Do stalagmites grow from the ceiling or the floor of cave? Time is up -- they grow from the floor of caves (stalactites grow from the ceiling), but the key is that they grow over long periods of time. Some stalagmites are thousands of years old and if they are in just the right type of cave, they can preserve a signal of temperature and precipitation levels over the time they grew.

A team of scientist from Austria and Germany located three stalagmites in the Spannagel Cave located around 2,500 m above sea level at the end of the Tux Valley in Tyrol (Austria) close to the Hintertux glacier. The temperature of the cave stays near freezing and the relative humidity in the cave is always at or near 100%. The stalagmites grew at a rate between 17 and 75 millionths of a meter per year and are nearly 10,000 years old.

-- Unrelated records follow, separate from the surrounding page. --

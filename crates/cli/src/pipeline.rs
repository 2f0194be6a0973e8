//! Parallel page pipeline: filter, assemble, restore.

use anyhow::{bail, Context, Result};
use image::DynamicImage;
use rayon::prelude::*;
use slide_core::{Settings, TextBlock, Token};
use slide_pptx::SlidePage;
use slide_restore::{BackgroundRestorer, RestoreOptions};
use std::sync::atomic::{AtomicBool, Ordering};
use std::sync::Arc;
use std::time::Duration;

use crate::manifest::{load_tokens, PageEntry};

/// Shared cancellation signal, checked before each page starts.
#[derive(Debug, Clone, Default)]
pub struct CancelFlag(Arc<AtomicBool>);

impl CancelFlag {
    pub fn new() -> Self {
        Self::default()
    }

    pub fn cancel(&self) {
        self.0.store(true, Ordering::SeqCst);
    }

    pub fn is_cancelled(&self) -> bool {
        self.0.load(Ordering::SeqCst)
    }

    /// Cancel from a background timer after `timeout`.
    pub fn cancel_after(&self, timeout: Duration) {
        let flag = self.clone();
        std::thread::spawn(move || {
            std::thread::sleep(timeout);
            log::warn!("Timeout of {:?} reached, cancelling remaining pages", timeout);
            flag.cancel();
        });
    }
}

/// Install the global rayon pool. Does nothing when `max_threads` is `None`.
pub fn install_thread_pool(max_threads: Option<usize>) -> Result<bool> {
    match max_threads {
        Some(num_threads) => {
            rayon::ThreadPoolBuilder::new()
                .num_threads(num_threads)
                .build_global()
                .context("Failed to configure thread pool")?;
            Ok(true)
        }
        None => Ok(false),
    }
}

/// How a page's background ended up.
#[derive(Debug, Clone, Copy, PartialEq, Eq)]
pub enum Background {
    /// Text was erased and the background synthesized.
    Restored,
    /// Cleaning was disabled.
    Original,
    /// Restoration failed; the uncleaned raster is used.
    Fallback,
}

/// One processed page.
#[derive(Debug, Clone)]
pub struct ProcessedPage {
    pub page: SlidePage,
    pub background: Background,
}

/// Totals for a finished batch.
#[derive(Debug, Clone, Default, PartialEq, Eq)]
pub struct BatchReport {
    pub pages: usize,
    pub blocks: usize,
    pub restored: usize,
    pub fallbacks: usize,
}

impl BatchReport {
    fn from_pages(pages: &[ProcessedPage]) -> Self {
        let mut report = Self {
            pages: pages.len(),
            ..Self::default()
        };
        for processed in pages {
            report.blocks += processed.page.blocks.len();
            match processed.background {
                Background::Restored => report.restored += 1,
                Background::Fallback => report.fallbacks += 1,
                Background::Original => {}
            }
        }
        report
    }
}

/// Runs pages through token filtering, block assembly and background restoration.
#[derive(Debug, Clone)]
pub struct Pipeline {
    settings: Settings,
    restorer: BackgroundRestorer,
}

impl Pipeline {
    pub fn new(settings: Settings) -> Self {
        let restorer = BackgroundRestorer::new(RestoreOptions::from_settings(&settings));
        Self { settings, restorer }
    }

    pub fn settings(&self) -> &Settings {
        &self.settings
    }

    /// Filtered, assembled blocks for one page's tokens.
    pub fn blocks(&self, tokens: Vec<Token>) -> Vec<TextBlock> {
        let filtered = self.settings.token_filter().apply(tokens);
        self.settings.assembler().assemble(&filtered)
    }

    /// Process a decoded page. Restoration failure falls back to the original raster.
    pub fn process_page(&self, raster: DynamicImage, tokens: Vec<Token>) -> ProcessedPage {
        let blocks = self.blocks(tokens);

        if !self.settings.clean_background {
            return ProcessedPage {
                page: SlidePage::new(raster.to_rgb8(), blocks),
                background: Background::Original,
            };
        }

        match self.restorer.restore(&raster, &blocks, self.settings.watermark) {
            Ok(cleaned) => ProcessedPage {
                page: SlidePage::new(cleaned, blocks),
                background: Background::Restored,
            },
            Err(e) => {
                log::warn!("Background restoration failed, keeping original: {}", e);
                ProcessedPage {
                    page: SlidePage::new(raster.to_rgb8(), blocks),
                    background: Background::Fallback,
                }
            }
        }
    }

    fn load_and_process(&self, index: usize, entry: &PageEntry) -> Result<ProcessedPage> {
        log::debug!("Page {}: {}", index + 1, entry.image.display());

        let raster = image::open(&entry.image)
            .with_context(|| format!("Failed to decode {}", entry.image.display()))?;
        let tokens = load_tokens(&entry.tokens)?;

        let processed = self.process_page(raster, tokens);
        log::debug!(
            "Page {}: {} blocks, background {:?}",
            index + 1,
            processed.page.blocks.len(),
            processed.background
        );
        Ok(processed)
    }

    /// Process every page in parallel, keeping input order.
    ///
    /// Pages not yet started when `cancel` is raised are skipped and the batch
    /// fails; pages already running finish first.
    pub fn run(
        &self,
        entries: &[PageEntry],
        cancel: &CancelFlag,
    ) -> Result<(Vec<SlidePage>, BatchReport)> {
        let results: Vec<Option<ProcessedPage>> = entries
            .par_iter()
            .enumerate()
            .map(|(index, entry)| {
                if cancel.is_cancelled() {
                    return Ok(None);
                }
                self.load_and_process(index, entry).map(Some)
            })
            .collect::<Result<_>>()?;

        let skipped = results.iter().filter(|r| r.is_none()).count();
        if skipped > 0 {
            bail!(
                "Cancelled with {} of {} pages not processed",
                skipped,
                entries.len()
            );
        }

        let processed: Vec<ProcessedPage> = results.into_iter().flatten().collect();
        let report = BatchReport::from_pages(&processed);
        let pages = processed.into_iter().map(|p| p.page).collect();
        Ok((pages, report))
    }
}

#[cfg(test)]
mod tests {
    use super::*;
    use image::{Rgb, RgbImage};
    use std::fs;
    use std::path::PathBuf;

    fn token(text: &str, confidence: i64, x: i64, y: i64, w: i64, h: i64) -> Token {
        Token::new(text, confidence, x, y, w, h).unwrap()
    }

    fn page_raster() -> DynamicImage {
        let mut img = RgbImage::from_pixel(200, 100, Rgb([230, 230, 230]));
        for x in 40..80 {
            img.put_pixel(x, 30, Rgb([0, 0, 0]));
        }
        DynamicImage::ImageRgb8(img)
    }

    #[test]
    fn test_cancel_flag_shared_between_clones() {
        let flag = CancelFlag::new();
        let other = flag.clone();
        assert!(!other.is_cancelled());

        flag.cancel();
        assert!(other.is_cancelled());
    }

    #[test]
    fn test_blocks_apply_settings_threshold() {
        let tokens = vec![
            token("Hello", 95, 100, 100, 50, 20),
            token("noise", 40, 160, 100, 50, 20),
        ];

        let strict = Pipeline::new(Settings::default());
        assert_eq!(strict.blocks(tokens.clone())[0].text, "Hello");

        let mut loose_settings = Settings::default();
        loose_settings.confidence_threshold = 10;
        let loose = Pipeline::new(loose_settings);
        assert_eq!(loose.blocks(tokens)[0].text, "Hello noise");
    }

    #[test]
    fn test_process_page_restores_background() {
        let pipeline = Pipeline::new(Settings::default());
        let processed = pipeline.process_page(page_raster(), vec![token("Hi", 95, 40, 28, 40, 5)]);

        assert_eq!(processed.background, Background::Restored);
        assert_eq!(processed.page.blocks.len(), 1);
        assert_eq!(*processed.page.background.get_pixel(60, 30), Rgb([230, 230, 230]));
    }

    #[test]
    fn test_process_page_without_cleaning_keeps_raster() {
        let pipeline = Pipeline::new(Settings::default().with_clean_background(false));
        let processed = pipeline.process_page(page_raster(), vec![token("Hi", 95, 40, 28, 40, 5)]);

        assert_eq!(processed.background, Background::Original);
        assert_eq!(*processed.page.background.get_pixel(60, 30), Rgb([0, 0, 0]));
    }

    #[test]
    fn test_process_page_falls_back_on_failure() {
        // A block covering the whole page leaves nothing to inpaint from.
        let pipeline = Pipeline::new(Settings::default());
        let processed =
            pipeline.process_page(page_raster(), vec![token("Full", 95, 0, 0, 200, 100)]);

        assert_eq!(processed.background, Background::Fallback);
        assert_eq!(processed.page.background, page_raster().to_rgb8());
        assert_eq!(processed.page.blocks.len(), 1);
    }

    #[test]
    fn test_run_keeps_input_order() {
        let dir = std::env::temp_dir().join(format!("slide-rebuild-run-{}", std::process::id()));
        fs::create_dir_all(&dir).unwrap();

        let mut entries = Vec::new();
        for (i, word) in ["first", "second", "third"].iter().enumerate() {
            let image = dir.join(format!("p{}.png", i));
            let tokens = dir.join(format!("p{}.json", i));
            page_raster().save(&image).unwrap();
            fs::write(
                &tokens,
                format!(
                    r#"[{{"text":"{}","confidence":90,"x":10,"y":10,"w":40,"h":12}}]"#,
                    word
                ),
            )
            .unwrap();
            entries.push(PageEntry { image, tokens });
        }

        let pipeline = Pipeline::new(Settings::default());
        let (pages, report) = pipeline.run(&entries, &CancelFlag::new()).unwrap();

        let texts: Vec<&str> = pages.iter().map(|p| p.blocks[0].text.as_str()).collect();
        assert_eq!(texts, vec!["first", "second", "third"]);
        assert_eq!(
            report,
            BatchReport {
                pages: 3,
                blocks: 3,
                restored: 3,
                fallbacks: 0,
            }
        );

        fs::remove_dir_all(&dir).unwrap();
    }

    #[test]
    fn test_run_cancelled_before_start() {
        let entries = vec![PageEntry {
            image: PathBuf::from("/nonexistent/p1.png"),
            tokens: PathBuf::from("/nonexistent/p1.tsv"),
        }];
        let cancel = CancelFlag::new();
        cancel.cancel();

        let err = Pipeline::new(Settings::default())
            .run(&entries, &cancel)
            .unwrap_err();
        assert!(err.to_string().contains("Cancelled"));
    }

    #[test]
    fn test_run_missing_image_fails() {
        let entries = vec![PageEntry {
            image: PathBuf::from("/nonexistent/p1.png"),
            tokens: PathBuf::from("/nonexistent/p1.tsv"),
        }];

        assert!(Pipeline::new(Settings::default())
            .run(&entries, &CancelFlag::new())
            .is_err());
    }
}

The trick to extracting a temperature signal from the stalagmites involves measuring the oxygen 18 isotope (d18O) levels of each small layer from a sample taken from the features in the Spannagel Cave. Given the near perfect conditions in the cave, the d18O levels are determined by the temperature of the drip water at the time the layer was formed. Vollweiler et al. report that the resulting record "may thus be interpreted as a temperature signal with low d18O values corresponding to warmer temperatures and high d18O values corresponding to colder temperatures."

The results are seen in Figure 1 (below) and the Little Ice Age (LIA) and Medieval Warm Period (MWP) stand out prominently along with other major climate features of the Holocene. The authors note that the record "exhibits substantial oscillations with low d18O values between 7.5 and 5.9 kyr (Holocene Climatic Optimum), 3.8 and 3.6, and 1.2 and 0.7 kyr (MWP) and high d18O between 7.9 and 7.5, 5.9 and 5, 3.5 and 3 kyr, and 600 and 150 yr (LIA)." In discussing warm periods of the past, they note "Between 2.25 and 1.7 kyr, a time known as the Roman Warm Period (RWP), some of the Alpine passes were ice-free also in winter." Further, they note that the record "has a pronounced peak at 2.2 kyr, synchronous with Hannibal's crossing of the Alps in 218 BC." The stalagmite is screaming to us that many periods in the past 9,000 years were warmer than present-day conditions!

The team of scientists notes that variations in vegetation, glacier extension, timberline, tree-ring width, and lake and river histories indicate major climate oscillations during the past few thousand years. Figure 2 shows a comparison of the d18O record with European glacial extension and lake level data. All three records clearly show (a) the Little Ice Age, (b) the Medieval Warm Period, and (c) periods in the past that are warmer than today.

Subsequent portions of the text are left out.